FreshRemote.Work

Principal Software Engineer, Architecture (AI/ML)

Austin

Do you ever wonder what happens inside the cloud?

DigitalOcean (NYSE: DOCN) simplifies cloud computing so builders can spend more time creating software that changes the world. With our mission-critical infrastructure and fully managed offerings, DigitalOcean enables startups and small and medium-sized businesses (SMBs) to rapidly deploy and scale modern applications. As a remote-first organization, our employees, like our customers, are based around the world.

We want people who are passionate about staying on top of the latest cloud infrastructure and AI/ML trends, with an excellent aptitude for supporting internal employees and teams.

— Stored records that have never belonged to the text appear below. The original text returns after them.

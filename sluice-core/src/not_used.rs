// Copyright 2025 Umberto Gotti <umberto.gotti@umbertogotti.dev>
// Licensed under the Apache License, Version 2.0
// http://www.apache.org/licenses/LICENSE-2.0

/// Materialized value of stages that have nothing to hand back.
#[derive(Debug, Clone, Copy, Default, PartialEq, Eq, Hash)]
pub struct NotUsed;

We are looking for a highly experienced, highly motivated Principal Software Engineer, Architecture (AI/ML) with a Computer Science, Engineering, or AI/ML background. You will be involved in the architecture, design, implementation, verification, and integration of the next generation of DigitalOcean Cloud Computing software with a strong emphasis on AI/ML-driven solutions.

What You’ll Be Doing:

  • Working at the forefront of cloud, distributed computing, and AI/ML technologies.
  • Serving as the architect driving the technical strategy and direction for our large-scale cloud services, including machine learning model deployment and orchestration.
  • Developing AI/ML models to optimize cloud infrastructure, improve system reliability, and enhance user experience.
  • Building and refining machine learning pipelines and frameworks to support scalable AI/ML solutions.
  • Owning the primary responsibility for establishing a pragmatic long-term technical direction for our software services, ensuring alignment with our customers, business goals, and internal teams.
  • Leading a team of highly passionate technical leads to evolve our service architecture, with alignment across several product technical roadmaps.
  • Leading by example through direct contribution and providing direction in establishing development and operational practices, with specific attention to AI/ML model lifecycle management.
  • Serving as the technical lead on our most demanding, cross-functional projects.
  • Actively mentoring individuals and the engineering community on advanced technical issues, including best practices in AI/ML.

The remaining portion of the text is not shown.